Attaque contre « Charlie Hebdo » : « Les victimes doivent savoir qu’elles peuvent solliciter de différentes façons une aide adaptée »

Au lendemain de l’attaque contre Charlie Hebdo, Françoise Rudetzki, déléguée au terrorisme au sein de la Fédération nationale des victimes d’attentats et de catastrophes collectives (Fenvac), explique à 20 Minutes comment sont prises en charge les victimes d’un tel événement traumatique.

Comment doivent-être prises en charge, au niveau psychologique, les victimes ?
Il n’y a pas de règle dans ce domaine. Cependant, il faut éviter d’attendre trop longtemps pour recevoir une aide psychologique. Il y a parfois un temps de latence, où les personnes estiment qu’elles vont bien, mais des troubles (du sommeil, angoisses, phobies de la foule…) peuvent se manifester. Ces personnes doivent savoir qu’elles peuvent solliciter de différentes façons une aide adaptée à leur cas.

Quelles sont-elles ?
D’abord, depuis les attentats de 1995, des cellules d’urgence médico-psychologiques sont mises en place sur les lieux des catastrophes pour recueillir la parole des personnes qui ont vécu les événements et qui ne sont pas hospitalisées. Pour les blessés, une prise en charge psychologique est intégrée aux soins hospitaliers, même si ce sont les soins physiques qui priment. Enfin, les soutiens associatifs sont aussi présents pour orienter les victimes vers des structures spécialisées ou des psychologues privés si elles le souhaitent.
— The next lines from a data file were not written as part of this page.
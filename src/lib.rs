pub mod agents;
pub mod cli;
pub mod config;
pub mod doctor;
pub mod driver;
pub mod error;
pub mod message;
pub mod presets;
pub mod profiles;
pub mod relay;
pub mod server;
pub mod session;
pub mod telemetry;

#[cfg(test)]
mod tests;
Les proches des personnes décédées peuvent aussi recevoir un appui, mais ce soutien, qui se fait au long cours, ne se fera que dans quelque temps, quand la période de deuil sera passée.

Charlie Hebdo devrait sortir la semaine prochaine. Les victimes seront-elles capables de reprendre le travail si vite ?
Il est extraordinaire que, grâce à la mobilisation de journalistes et à la proposition d’aide pour réaliser le journal dans les temps qui viennent, Charlie Hebdo puisse vivre et continuer de paraître. Il est évident que les victimes qui souhaitent y participer -celles qui ne sont pas blessées, qui étaient présentes dans les locaux mais qui ont pu s’échapper pourront le faire, mais c’est important que la France -les professionnels de presse, la population civile, le politique- manifestent leur solidarité avec les victimes de cet attentat.
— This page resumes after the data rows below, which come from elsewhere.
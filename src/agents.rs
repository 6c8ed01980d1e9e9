use std::sync::Arc;

use anyhow::Result;
use serde::Serialize;

use crate::config::LlmConnection;
use crate::presets::{PRESETS, Preset, find_preset, preset_names};
use crate::session::SessionError;

#[derive(Debug, Clone, Copy, PartialEq, Eq, Serialize)]
#[serde(rename_all = "snake_case")]
pub enum AgentRole {
    UserProxy,
    Assistant,
}

#[derive(Debug, Clone, Copy, PartialEq, Eq, Serialize)]
#[serde(rename_all = "SCREAMING_SNAKE_CASE")]
pub enum HumanInputMode {
    Always,
    Terminate,
    Never,
}

#[derive(Debug, Clone, Copy, PartialEq, Serialize)]
pub struct SamplingParams {
    pub temperature: f32,
    #[serde(skip_serializing_if = "Option::is_none")]
    pub max_tokens: Option<u32>,
    #[serde(skip_serializing_if = "Option::is_none")]
    pub seed: Option<u64>,
}

#[derive(Debug, Clone, PartialEq, Eq, Serialize)]
pub struct CodeExecution {
    pub work_dir: String,
    pub use_docker: bool,
}

#[derive(Debug, Clone, PartialEq, Serialize)]
pub struct AgentSpec {
    pub name: String,
    pub role: AgentRole,
    pub system_message: String,
    #[serde(skip_serializing_if = "Option::is_none")]
    pub sampling: Option<SamplingParams>,
    pub human_input_mode: HumanInputMode,
    #[serde(skip_serializing_if = "Option::is_none")]
    pub max_consecutive_auto_reply: Option<u32>,
    #[serde(skip_serializing_if = "Option::is_none")]
    pub termination_suffix: Option<String>,
    #[serde(skip_serializing_if = "Option::is_none")]
    pub code_execution: Option<CodeExecution>,
}

impl AgentSpec {
    /// True when `content` ends the conversation for this agent.
    pub fn is_termination_message(&self, content: &str) -> bool {
        self.termination_suffix
            .as_deref()
            .is_some_and(|suffix| is_termination_message(content, suffix))
    }
}

pub fn is_termination_message(content: &str, suffix: &str) -> bool {
    content.trim_end().ends_with(suffix)
}

/// The fixed participant list of one conversation. The first agent is always
/// the user proxy; every assistant shares the same connection bundle.
#[derive(Debug, Clone)]
pub struct AgentSet {
    pub preset: String,
    pub agents: Vec<AgentSpec>,
    pub max_round: u32,
    pub speaker_selection: String,
    pub default_task: String,
    pub llm: Arc<LlmConnection>,
}

impl AgentSet {
    pub fn from_preset(preset: &Preset, llm: Arc<LlmConnection>) -> Self {
        let proxy = &preset.proxy;
        let mut agents = Vec::with_capacity(preset.assistants.len() + 1);
        agents.push(AgentSpec {
            name: proxy.name.to_string(),
            role: AgentRole::UserProxy,
            system_message: proxy.system_message.to_string(),
            sampling: None,
            human_input_mode: proxy.human_input_mode,
            max_consecutive_auto_reply: proxy.max_consecutive_auto_reply,
            termination_suffix: proxy.terminates_on.map(str::to_string),
            code_execution: proxy.work_dir.map(|dir| CodeExecution {
                work_dir: dir.to_string(),
                use_docker: false,
            }),
        });
        agents.extend(preset.assistants.iter().map(|template| AgentSpec {
            name: template.name.to_string(),
            role: AgentRole::Assistant,
            system_message: template.system_message.to_string(),
            sampling: Some(template.sampling),
            human_input_mode: HumanInputMode::Never,
            max_consecutive_auto_reply: template.max_consecutive_auto_reply,
            termination_suffix: None,
            code_execution: None,
        }));

        Self {
            preset: preset.name.to_string(),
            agents,
            max_round: preset.max_round,
            speaker_selection: "auto".to_string(),
            default_task: preset.default_task.to_string(),
            llm,
        }
    }

    pub fn proxy(&self) -> &AgentSpec {
        &self.agents[0]
    }

    pub fn assistants(&self) -> &[AgentSpec] {
        &self.agents[1..]
    }
}

pub fn build_agent_set(name: &str, llm: Arc<LlmConnection>) -> Result<AgentSet, SessionError> {
    let preset = find_preset(name).ok_or_else(|| SessionError::UnknownPreset {
        name: name.trim().to_string(),
        available: preset_names().join(", "),
    })?;
    Ok(AgentSet::from_preset(preset, llm))
}

pub fn run_presets_list(active_preset: &str) -> Result<()> {
    println!("Available presets (active='{}'):", active_preset);
    for preset in PRESETS {
        let marker = if preset.name == active_preset { "*" } else { " " };
        println!(
            "{marker} {} ({} agents, max_round={}) - {}",
            preset.name,
            preset.assistants.len() + 1,
            preset.max_round,
            preset.description
        );
    }
    Ok(())
}

pub fn run_presets_show(active_preset: &str, requested_name: Option<String>) -> Result<()> {
    let name = requested_name.unwrap_or_else(|| active_preset.to_string());
    let preset = find_preset(&name).ok_or_else(|| SessionError::UnknownPreset {
        name: name.clone(),
        available: preset_names().join(", "),
    })?;

    println!("Preset: {}", preset.name);
    println!("Description: {}", preset.description);
    println!("Max rounds: {}", preset.max_round);
    println!(
        "Proxy: {} (human_input={:?}, max_auto_reply={}, terminates_on={}, work_dir={})",
        preset.proxy.name,
        preset.proxy.human_input_mode,
        preset
            .proxy
            .max_consecutive_auto_reply
            .map(|n| n.to_string())
            .unwrap_or_else(|| "<default>".to_string()),
        preset.proxy.terminates_on.unwrap_or("<none>"),
        preset.proxy.work_dir.unwrap_or("<none>")
    );
    println!("Assistants:");
    for assistant in preset.assistants {
        println!(
            "- {} (temperature={}, max_tokens={}, seed={})",
            assistant.name,
            assistant.sampling.temperature,
            assistant
                .sampling
                .max_tokens
                .map(|n| n.to_string())
                .unwrap_or_else(|| "<default>".to_string()),
            assistant
                .sampling
                .seed
                .map(|n| n.to_string())
                .unwrap_or_else(|| "<none>".to_string())
        );
        println!("  {}", assistant.system_message);
    }
    println!("Default task:\n{}", preset.default_task);
    Ok(())
}
use std::sync::Arc;

use chrono::{DateTime, Utc};
use parking_lot::{Mutex, RwLock};
use tokio::sync::watch;
use uuid::Uuid;

use crate::message::Message;

#[derive(Debug, thiserror::Error)]
pub enum SessionError {
    #[error("task is required")]
    EmptyTask,
    #[error("a conversation is already running (session {0})")]
    AlreadyActive(Uuid),
    #[error("no conversation has been started")]
    NoSession,
    #[error("unknown preset '{name}'. Available presets: {available}")]
    UnknownPreset { name: String, available: String },
}

/// Published on every log change. `len` always trails the log itself.
#[derive(Debug, Clone, Copy, PartialEq, Eq)]
pub struct LogState {
    pub len: usize,
    pub active: bool,
}

/// What a reader sees when it looks at the log from a cursor.
#[derive(Debug, Clone)]
pub struct LogView {
    pub active: bool,
    pub len: usize,
    pub tail: Vec<Message>,
}

/// One conversation run: an append-only log plus its `active` flag.
#[derive(Debug)]
pub struct Session {
    pub id: Uuid,
    pub task: String,
    pub preset: String,
    pub started_at: DateTime<Utc>,
    log: RwLock<Vec<Message>>,
    failure: RwLock<Option<String>>,
    state: watch::Sender<LogState>,
}

impl Session {
    /// Opens a fresh active session and hands back its only writer.
    pub fn open(task: impl Into<String>, preset: impl Into<String>) -> (Arc<Self>, SessionWriter) {
        let (state, _) = watch::channel(LogState {
            len: 0,
            active: true,
        });
        let session = Arc::new(Self {
            id: Uuid::new_v4(),
            task: task.into(),
            preset: preset.into(),
            started_at: Utc::now(),
            log: RwLock::new(Vec::new()),
            failure: RwLock::new(None),
            state,
        });
        let writer = SessionWriter {
            session: Arc::clone(&session),
        };
        (session, writer)
    }

    pub fn is_active(&self) -> bool {
        self.state.borrow().active
    }

    pub fn len(&self) -> usize {
        self.log.read().len()
    }

    pub fn is_empty(&self) -> bool {
        self.len() == 0
    }

    pub fn failure(&self) -> Option<String> {
        self.failure.read().clone()
    }

    /// Full copy of the log with the flag read before it.
    pub fn snapshot(&self) -> (Vec<Message>, bool) {
        let view = self.view_from(0);
        (view.tail, view.active)
    }

    /// Messages at positions `cursor..`.
    ///
    /// The flag is read before the log. The writer appends before it
    /// deactivates, so an inactive view always contains every message.
    pub fn view_from(&self, cursor: usize) -> LogView {
        let active = self.state.borrow().active;
        let log = self.log.read();
        let tail = log.get(cursor..).map(<[Message]>::to_vec).unwrap_or_default();
        LogView {
            active,
            len: log.len(),
            tail,
        }
    }

    pub fn subscribe(&self) -> watch::Receiver<LogState> {
        self.state.subscribe()
    }
}

/// Sole write handle of a session log. Dropping it while the session is
/// still active records an error so readers never wait on a dead driver.
#[derive(Debug)]
pub struct SessionWriter {
    session: Arc<Session>,
}

impl SessionWriter {
    pub fn session(&self) -> &Arc<Session> {
        &self.session
    }

    pub fn append(&self, message: Message) {
        if !self.session.is_active() {
            tracing::warn!(session_id = %self.session.id, sender = %message.sender, "append after session end ignored");
            return;
        }
        let len = {
            let mut log = self.session.log.write();
            log.push(message);
            log.len()
        };
        self.session.state.send_modify(|state| state.len = len);
    }

    pub fn finish(&self) {
        self.session.state.send_if_modified(|state| {
            let was_active = state.active;
            state.active = false;
            was_active
        });
    }

    /// Appends the visible error line, then ends the session.
    pub fn fail(&self, err: &anyhow::Error) {
        let rendered = format!("{err:#}");
        *self.session.failure.write() = Some(rendered.clone());
        self.append(Message::error(&rendered));
        self.finish();
    }
}

impl Drop for SessionWriter {
    fn drop(&mut self) {
        if self.session.is_active() {
            self.fail(&anyhow::anyhow!("conversation driver stopped before completing"));
        }
    }
}

/// Owns the current session. Starting is rejected while one is running.
#[derive(Debug, Default)]
pub struct SessionManager {
    current: Mutex<Option<Arc<Session>>>,
}

impl SessionManager {
    pub fn new() -> Self {
        Self::default()
    }

    pub fn start(
        &self,
        task: &str,
        preset: &str,
    ) -> Result<(Arc<Session>, SessionWriter), SessionError> {
        let task = task.trim();
        if task.is_empty() {
            return Err(SessionError::EmptyTask);
        }

        let mut current = self.current.lock();
        if let Some(existing) = current.as_ref()
            && existing.is_active()
        {
            return Err(SessionError::AlreadyActive(existing.id));
        }

        let (session, writer) = Session::open(task, preset);
        if let Some(previous) = current.replace(Arc::clone(&session)) {
            tracing::debug!(previous = %previous.id, next = %session.id, "replacing finished session");
        }
        Ok((session, writer))
    }

    pub fn current(&self) -> Option<Arc<Session>> {
        self.current.lock().clone()
    }

    pub fn active(&self) -> Option<Arc<Session>> {
        self.current().filter(|session| session.is_active())
    }
}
Cette mobilisation populaire est en effet inédite…
Tout à fait. Après 30 ans de combat en faveur des victimes et contre le terrorisme, ce réveil de la population civile est pour moi très important. On n’a jamais vu ça en France, ni en 1986, ni en 1995. Ce réveil de la population civile, cette solidarité et cette volonté de défendre nos valeurs démocratiques et nos libertés individuelles (que l’on ne doit pas abandonner face au terrorisme), font du 7 janvier un moment particulièrement important

Cela peut-il aider les victimes de l’attaque ?
Oui, cela peut participer et aider les victimes à se reconstruire, même si ce n’est pas l’aspect le plus important du suivi : nous sommes présents non seulement dans les moments d’émotion, comme actuellement, mais aussi dans les mois et les années à venir pour aider ces personnes à sortir de leur état de victime, à se réinsérer, socialement, familialement…

Cette attaque peut-elle faire remonter des angoisses chez les victimes d’attaques antérieures ?
Les victimes du passé sont évidemment plus sensibles et plus sensibilisées à ce type d’événement. Mais elles sont aussi sensibles à cet esprit de solidarité qui se manifeste. Par ailleurs, elles sont aussi prêtes à aider les victimes actuelles, à leur apporter leur soutien, leur expérience, pour celles qui auraient besoin de discuter avec des personnes qui ont vécu le même type d’événement traumatique.